*** DATA Section Begins ***
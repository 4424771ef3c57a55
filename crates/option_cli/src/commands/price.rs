//! Price command implementation
//!
//! Prices a single contract given on the command line.

use option_pricer::{price_inputs, OptionInputs, PricingResult};
use tracing::{info, warn};

use crate::config::CliConfig;
use crate::render::{render, ReportFormat};
use crate::{CliError, Result};

/// Rendered report together with the result it was rendered from
#[derive(Debug, Clone)]
pub struct PriceOutcome {
    /// Text to print
    pub report: String,
    /// Underlying pricing result
    pub result: PricingResult,
}

impl PriceOutcome {
    /// Maps a `Failure` result to `CliError::Pricing`.
    pub fn ensure_success(&self) -> Result<()> {
        if self.result.is_success() {
            Ok(())
        } else {
            Err(CliError::Pricing(self.result.message().to_string()))
        }
    }
}

/// Run the price command
///
/// A `Failure` result is still rendered; the caller decides the exit code.
pub fn run(inputs: &OptionInputs, format: &str, config: &CliConfig) -> Result<PriceOutcome> {
    let format: ReportFormat = format.parse()?;

    info!(
        spot = inputs.spot,
        strike = inputs.strike,
        expiry = inputs.expiry,
        "Pricing single contract"
    );

    if inputs.is_degenerate() {
        info!("Expiry or volatility is non-positive; all outputs are zero");
    }

    let result = price_inputs(inputs);
    if !result.is_success() {
        warn!(message = result.message(), "Pricing failed");
    }

    let report = render(inputs, &result, format, config.decimals)?;
    Ok(PriceOutcome { report, result })
}

#[cfg(test)]
mod tests {
    use super::*;

    #[test]
    fn test_run_table() {
        let inputs = OptionInputs::new(100.0, 100.0, 1.0, 0.05, 0.2);
        let outcome = run(&inputs, "table", &CliConfig::default()).unwrap();
        assert!(outcome.ensure_success().is_ok());
        assert!(outcome.report.contains("10.4506"));
    }

    #[test]
    fn test_run_json() {
        let inputs = OptionInputs::new(100.0, 100.0, 1.0, 0.05, 0.2);
        let outcome = run(&inputs, "json", &CliConfig::default()).unwrap();
        assert!(outcome.report.trim_start().starts_with('{'));
    }

    #[test]
    fn test_run_rejects_unknown_format() {
        let inputs = OptionInputs::new(100.0, 100.0, 1.0, 0.05, 0.2);
        let err = run(&inputs, "xml", &CliConfig::default()).unwrap_err();
        assert!(matches!(err, CliError::InvalidArgument(_)));
    }

    #[test]
    fn test_failure_maps_to_pricing_error() {
        let outcome = PriceOutcome {
            report: String::new(),
            result: PricingResult::failure_with("boom"),
        };
        let err = outcome.ensure_success().unwrap_err();
        assert_eq!(err.to_string(), "Pricing failed: Calculation error: boom");
    }
}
*** DATA Section Ends ***
WHAT IS NEEDED: Looking at the entries above, how many lines contain "rendered"? State the number and nothing more.

WRITTEN ANSWER: 2